TechCall_26june2017
Agenda
1. Slack check-in
2. Publication data quality (see message from Mike below)
3. Other updates / questions
From Mike, re: Publication (publisher name; publisher place) data quality in BHL
In the BHL database, the values for publisher name and publication place are taken as-is from MARC (260a and 260b). That means many of the values end up with non-alphanumeric trailing characters, and some include square brackets around the values. For example:
NAMES
W.B. Shaw Aquatic Gardens,
Derby, Miller & Co.,
G.M. Bacon,
PLACES
[Argentorati [Strasbourg] :
San Franciso and New York,
[Danville, Ill.] :
Spartanburg, S.C. :
In a call with Henning Scholz (now with Europeana, previously with BHL-Europe) I saw some an example of how that extra non-alphanumeric stuff can cause problems.
The Name and Place values are highlighted in the attached screenshot from a Europeana preview site. The “Paris :” value in particular is problematic. Because of the extra “ :” characters, the place was not recognized as “Paris”, and therefore is not linked to other material with a Location of “Paris”. Presumably, the messiness of the data could cause similar problems in other places (not just Europeana).

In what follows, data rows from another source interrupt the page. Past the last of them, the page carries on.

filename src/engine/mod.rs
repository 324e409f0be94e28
pub mod input;
pub mod time;
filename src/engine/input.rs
use std::collections::HashSet;

/// Player intents. Raw key codes are mapped onto these by the front end.
#[derive(Clone, Copy, Debug, PartialEq, Eq, Hash)]
pub enum Action {
    Left,
    Right,
    Jump,
    Dash,
}

#[derive(Clone, Copy, Debug, PartialEq, Eq)]
pub enum InputEvent {
    Pressed(Action),
    Released(Action),
}

/// Per-session input: the held set plus this tick's edge events.
///
/// Movement is level-triggered (`is_held`), jump and dash are edge-triggered
/// (`just_pressed`). Call [`end_tick`](Self::end_tick) after each world tick.
#[derive(Clone, Debug, Default)]
pub struct InputState {
    held: HashSet<Action>,
    pub events: Vec<InputEvent>,
}

impl InputState {
    pub fn new() -> Self {
        Self::default()
    }

    pub fn push(&mut self, event: InputEvent) {
        match event {
            InputEvent::Pressed(action) => {
                self.held.insert(action);
            }
            InputEvent::Released(action) => {
                self.held.remove(&action);
            }
        }
        self.events.push(event);
    }

    pub fn press(&mut self, action: Action) {
        self.push(InputEvent::Pressed(action));
    }

    pub fn release(&mut self, action: Action) {
        self.push(InputEvent::Released(action));
    }

    pub fn is_held(&self, action: Action) -> bool {
        self.held.contains(&action)
    }

    pub fn just_pressed(&self, action: Action) -> bool {
        self.events.contains(&InputEvent::Pressed(action))
    }

    /// Drop edge events; held actions persist.
    pub fn end_tick(&mut self) {
        self.events.clear();
    }
}
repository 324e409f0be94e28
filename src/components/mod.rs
mod character;
mod physics;

pub use character::{DashState, Player, PlayerFsm};
pub use physics::{Aabb, Grounded, Moveable, Terrain, Velocity};

use std::fmt;

/// World-assigned body identity. Monotonic and never reused.
#[derive(Clone, Copy, Debug, PartialEq, Eq, Hash, PartialOrd, Ord)]
pub struct BodyId(pub u64);

impl fmt::Display for BodyId {
    fn fmt(&self, f: &mut fmt::Formatter<'_>) -> fmt::Result {
        write!(f, "#{}", self.0)
    }
}

/// Display color, passed through to the render and effect sinks untouched.
#[derive(Clone, Debug, PartialEq, Eq)]
pub struct Color(pub String);

/// Classification reported to the render sink.
#[derive(Clone, Copy, Debug, PartialEq, Eq)]
pub enum BodyKind {
    /// Non-solid terrain; rendered but never collided with.
    Decor,
    Solid,
    Breakable,
    Moveable,
    Player,
}
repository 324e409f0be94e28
//! Textual level codes.
//!
//! A code is `;`-separated: a metadata section of comma-separated
//! `id:kind-color` entries, a player spawn `x,y`, then any number of block
//! records `x,y,w,h,id` whose `id` refers to a metadata entry.
//!
//! Kind codes: `0` decorative, `1` solid and breakable, `2` solid, `3` moveable box.

use std::collections::BTreeMap;
use std::str::FromStr;

use glam::Vec2;
use log::debug;
use thiserror::Error;

use super::prefabs::BodySpec;
use crate::components::{Aabb, BodyId};
use crate::world::World;

#[derive(Clone, Copy, Debug, PartialEq, Eq)]
pub enum Material {
    Decor,
    Breakable,
    Solid,
    Moveable,
}

impl Material {
    pub fn from_code(code: &str) -> Option<Self> {
        match code {
            "0" => Some(Self::Decor),
            "1" => Some(Self::Breakable),
            "2" => Some(Self::Solid),
            "3" => Some(Self::Moveable),
            _ => None,
        }
    }
}

#[derive(Clone, Debug, PartialEq)]
pub struct MaterialEntry {
    pub material: Material,
    pub color: String,
}

#[derive(Clone, Debug, PartialEq)]
pub struct BlockRecord {
    pub aabb: Aabb,
    pub material_id: u32,
}

/// A parsed and cross-checked level, ready to spawn.
#[derive(Clone, Debug, PartialEq)]
pub struct LevelPlan {
    pub materials: BTreeMap<u32, MaterialEntry>,
    pub spawn: Option<Vec2>,
    pub blocks: Vec<BlockRecord>,
}

impl LevelPlan {
    /// Body spec for each block, in record order.
    pub fn specs(&self) -> impl Iterator<Item = BodySpec> + '_ {
        self.blocks.iter().filter_map(|block| {
            let entry = self.materials.get(&block.material_id)?;
            let Aabb { pos, size } = block.aabb;
            let color = entry.color.as_str();
            Some(match entry.material {
                Material::Decor => BodySpec::decor(pos.x, pos.y, size.x, size.y, color),
                Material::Breakable => BodySpec::breakable(pos.x, pos.y, size.x, size.y, color),
                Material::Solid => BodySpec::solid(pos.x, pos.y, size.x, size.y, color),
                Material::Moveable => BodySpec::moveable(pos.x, pos.y, size.x, size.y, color),
            })
        })
    }
}

/// Ids handed out while spawning a level.
#[derive(Clone, Debug, Default, PartialEq)]
pub struct LoadedLevel {
    pub player: Option<BodyId>,
    pub bodies: Vec<BodyId>,
}

#[derive(Debug, Error, PartialEq)]
pub enum LevelError {
    #[error("level code has no metadata section")]
    MissingMetadata,
    #[error("malformed metadata entry `{0}`, expected `id:kind-color`")]
    MalformedMetadata(String),
    #[error("metadata id {id} has unknown kind code `{code}`")]
    UnknownKind { id: u32, code: String },
    #[error("metadata id {0} is defined twice")]
    DuplicateMetadata(u32),
    #[error("malformed spawn `{0}`, expected `x,y`")]
    MalformedSpawn(String),
    #[error("block record `{0}` must have five fields `x,y,w,h,id`")]
    BlockArity(String),
    #[error("invalid number `{0}`")]
    BadNumber(String),
    #[error("block {index} has a non-positive size")]
    DegenerateBlock { index: usize },
    #[error("block {index} references unknown metadata id {id}")]
    UnknownMetadata { index: usize, id: u32 },
}

fn number<T: FromStr>(raw: &str) -> Result<T, LevelError> {
    raw.trim()
        .parse()
        .map_err(|_| LevelError::BadNumber(raw.trim().to_string()))
}

fn parse_metadata(section: &str) -> Result<BTreeMap<u32, MaterialEntry>, LevelError> {
    let mut materials = BTreeMap::new();
    for entry in section.split(',').map(str::trim).filter(|e| !e.is_empty()) {
        let malformed = || LevelError::MalformedMetadata(entry.to_string());
        let (id, rest) = entry.split_once(':').ok_or_else(malformed)?;
        let (code, color) = rest.split_once('-').ok_or_else(malformed)?;
        let id: u32 = number(id)?;
        let material = Material::from_code(code.trim()).ok_or_else(|| LevelError::UnknownKind {
            id,
            code: code.trim().to_string(),
        })?;
        let previous = materials.insert(
            id,
            MaterialEntry {
                material,
                color: color.trim().to_string(),
            },
        );
        if previous.is_some() {
            return Err(LevelError::DuplicateMetadata(id));
        }
    }
    Ok(materials)
}

fn parse_spawn(section: Option<&str>) -> Result<Option<Vec2>, LevelError> {
    let Some(section) = section.map(str::trim).filter(|s| !s.is_empty()) else {
        return Ok(None);
    };
    let mut parts = section.split(',');
    match (parts.next(), parts.next(), parts.next()) {
        (Some(x), Some(y), None) => Ok(Some(Vec2::new(number(x)?, number(y)?))),
        _ => Err(LevelError::MalformedSpawn(section.to_string())),
    }
}

fn parse_block(index: usize, record: &str) -> Result<BlockRecord, LevelError> {
    let fields: Vec<&str> = record.split(',').collect();
    let [x, y, w, h, id] = fields.as_slice() else {
        return Err(LevelError::BlockArity(record.to_string()));
    };
    let aabb = Aabb::new(number(x)?, number(y)?, number(w)?, number(h)?);
    if !(aabb.size.x > 0.0 && aabb.size.y > 0.0) {
        return Err(LevelError::DegenerateBlock { index });
    }
    Ok(BlockRecord {
        aabb,
        material_id: number(id)?,
    })
}

/// Parse a level code and check every block against the metadata table.
pub fn parse_level(code: &str) -> Result<LevelPlan, LevelError> {
    let mut sections = code.split(';');
    let metadata = sections
        .next()
        .map(str::trim)
        .filter(|s| !s.is_empty())
        .ok_or(LevelError::MissingMetadata)?;
    let materials = parse_metadata(metadata)?;
    let spawn = parse_spawn(sections.next())?;

    let blocks = sections
        .map(str::trim)
        .filter(|s| !s.is_empty())
        .enumerate()
        .map(|(index, record)| parse_block(index, record))
        .collect::<Result<Vec<_>, _>>()?;

    if let Some((index, block)) = blocks
        .iter()
        .enumerate()
        .find(|(_, block)| !materials.contains_key(&block.material_id))
    {
        return Err(LevelError::UnknownMetadata {
            index,
            id: block.material_id,
        });
    }

    Ok(LevelPlan {
        materials,
        spawn,
        blocks,
    })
}

/// Parse `code` and spawn it into `world`. Nothing is spawned if parsing fails.
pub fn load_level(world: &mut World, code: &str) -> Result<LoadedLevel, LevelError> {
    let plan = parse_level(code)?;
    let player = plan.spawn.map(|pos| world.spawn_player(pos));
    let bodies: Vec<BodyId> = plan.specs().map(|spec| world.add(spec)).collect();
    debug!(
        "loaded level: {} bodies, player {}",
        bodies.len(),
        if player.is_some() { "spawned" } else { "absent" }
    );
    Ok(LoadedLevel { player, bodies })
}

#[cfg(test)]
mod tests {
    use super::*;
    use crate::scene::demo::DEMO_LEVEL;

    #[test]
    fn parses_demo_level() {
        let plan = parse_level(DEMO_LEVEL).unwrap();
        assert_eq!(plan.materials.len(), 3);
        assert_eq!(plan.materials[&1].material, Material::Breakable);
        assert_eq!(plan.materials[&2].color, "blue");
        assert_eq!(plan.spawn, Some(Vec2::new(130.0, 90.0)));
        assert_eq!(plan.blocks.len(), 4);
        assert_eq!(plan.blocks[2].aabb, Aabb::new(600.0, 820.0, 80.0, 80.0));
        assert_eq!(plan.specs().filter(|s| matches!(s, BodySpec::Moveable { .. })).count(), 1);
    }

    #[test]
    fn unknown_metadata_id_is_fatal() {
        let err = parse_level("0:2-black;10,10;0,0,10,10,7").unwrap_err();
        assert_eq!(err, LevelError::UnknownMetadata { index: 0, id: 7 });
    }

    #[test]
    fn unknown_kind_code_is_fatal() {
        let err = parse_level("0:9-black;10,10").unwrap_err();
        assert!(matches!(err, LevelError::UnknownKind { id: 0, .. }));
    }

    #[test]
    fn empty_spawn_means_no_player() {
        let plan = parse_level("0:2-black;;0,0,10,10,0").unwrap();
        assert_eq!(plan.spawn, None);
        assert_eq!(plan.blocks.len(), 1);
    }

    #[test]
    fn trailing_separator_is_ignored() {
        let plan = parse_level("0:2-black;5,5;0,0,10,10,0;").unwrap();
        assert_eq!(plan.blocks.len(), 1);
    }

    #[test]
    fn malformed_records_are_rejected() {
        assert_eq!(parse_level(""), Err(LevelError::MissingMetadata));
        assert!(matches!(parse_level("0-black;1,1"), Err(LevelError::MalformedMetadata(_))));
        assert!(matches!(parse_level("0:2-black;1"), Err(LevelError::MalformedSpawn(_))));
        assert!(matches!(parse_level("0:2-black;1,1;0,0,10,0"), Err(LevelError::BlockArity(_))));
        assert!(matches!(parse_level("0:2-black;1,1;0,0,ten,10,0"), Err(LevelError::BadNumber(_))));
        assert_eq!(
            parse_level("0:2-black;1,1;0,0,0,10,0"),
            Err(LevelError::DegenerateBlock { index: 0 })
        );
        assert_eq!(parse_level("0:2-a,0:1-b;1,1"), Err(LevelError::DuplicateMetadata(0)));
    }

    #[test]
    fn failed_load_spawns_nothing() {
        let mut world = World::default();
        assert!(load_level(&mut world, "0:2-black;10,10;0,0,10,10,4").is_err());
        assert!(world.player().is_err());
        assert_eq!(world.statics().count(), 0);
    }
}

On the other hand… to my knowledge, no one has ever made an issue of this before. There is no guarantee that the Europeana problem is also a problem in other places. In addition, Bianca was also on the call, and thought it was acceptable (if not ideal). Finally, I believe there are places in BHL where these fields are concatenated together, so losing the non-alphanumeric characters could have some adverse effects.
So, in the big picture, is this worth worrying about? Do we want to try cleaning up these values?
This came up during the BHL-DPLA mapping discussion too. DPLA concatenates the publisher name and the publisher place (with existing BHL punctuation) and the result is reasonably good for human consumption. It is not however, good for geocoding. I'm starting to think that we need a field for human consumption and a field for programmatic use. Susan
NOTES
Server interruption - Seems to happen Saturdays. Joel will contact security person, and see if can switch midweek maybe.
OCR files still copying to new server. Rsync process. Probably 90% complete.
Slack app; desktop notifications; can also have on phone
Publisher data includes random punctuation from MARC records; never really cleaned up. When ingested into Europeana, place names not recognized as such because of that extra punctuation.
DPLA - cleans up for us. So they weren't too concerned.
Europeana doesn't though.
Joel has done cleanup for another project; 'regular expression' to cut off those extra spaces and colons
They're using APIs to grab it.
Does it make sense to clean up in API?
We use that to concatenate for some displays so doesn't make sense for us
For BHL version 2.0, we may be doing more data cleanup
2 servers, 1 invoice. Now what?
The 1 we ordered is installed. 12TB RAID 5; 11TB allocated to OCR and search index.
Macaw updates; staff list shortly.